**Exercise**
Take the line containing "fn storage_remove(&self, key: &str);" and every line after it in the data below, and print them exactly as given, with nothing else.

:: Supplied information ::

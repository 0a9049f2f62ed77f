use crate::presentation::views::home::HomeView;
use crate::use_platform;
use dioxus::prelude::*;

#[component]
pub fn HomeRoute() -> Element {
    let platform = use_platform();
    use_effect(move || {
        platform.set_page_title("The Office");
    });

    rsx! { HomeView {} }
}
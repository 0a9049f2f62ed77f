//! Common reusable UI components.
//!
//! Site chrome and the overlay shell shared by every modal.

mod banner;
pub use banner::Banner;

mod footer;
pub use footer::Footer;

mod modal_overlay;
pub use modal_overlay::ModalOverlay;

mod nav_bar;
pub use nav_bar::NavBar;
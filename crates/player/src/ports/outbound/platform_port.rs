//! PlatformPort - Unified platform services interface
//!
//! This trait provides a unified interface for all platform-specific operations
//! needed by the UI layer. The concrete implementation is `state::Platform`.
//!
//! Use via Dioxus context: `use_context::<Arc<dyn PlatformPort>>()`
pub trait PlatformPort: Send + Sync {
    // -------------------------------------------------------------------------
    // Storage operations
    // -------------------------------------------------------------------------

    /// Save a string value with the given key
    fn storage_save(&self, key: &str, value: &str);

    /// Load a string value by key, returns None if not found
    fn storage_load(&self, key: &str) -> Option<String>;

    /// Remove a value by key
    fn storage_remove(&self, key: &str);

    // -------------------------------------------------------------------------
    // Logging operations
    // -------------------------------------------------------------------------

    fn log_info(&self, msg: &str);

    fn log_warn(&self, msg: &str);

    // -------------------------------------------------------------------------
    // Document operations
    // -------------------------------------------------------------------------

    /// Set the browser page title (no-op on desktop)
    fn set_page_title(&self, title: &str);
}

:::

**Answer space**
    fn storage_remove(&self, key: &str);

    // -------------------------------------------------------------------------
    // Logging operations
    // -------------------------------------------------------------------------

    fn log_info(&self, msg: &str);

    fn log_warn(&self, msg: &str);

    // -------------------------------------------------------------------------
    // Document operations
    // -------------------------------------------------------------------------

    /// Set the browser page title (no-op on desktop)
    fn set_page_title(&self, title: &str);
}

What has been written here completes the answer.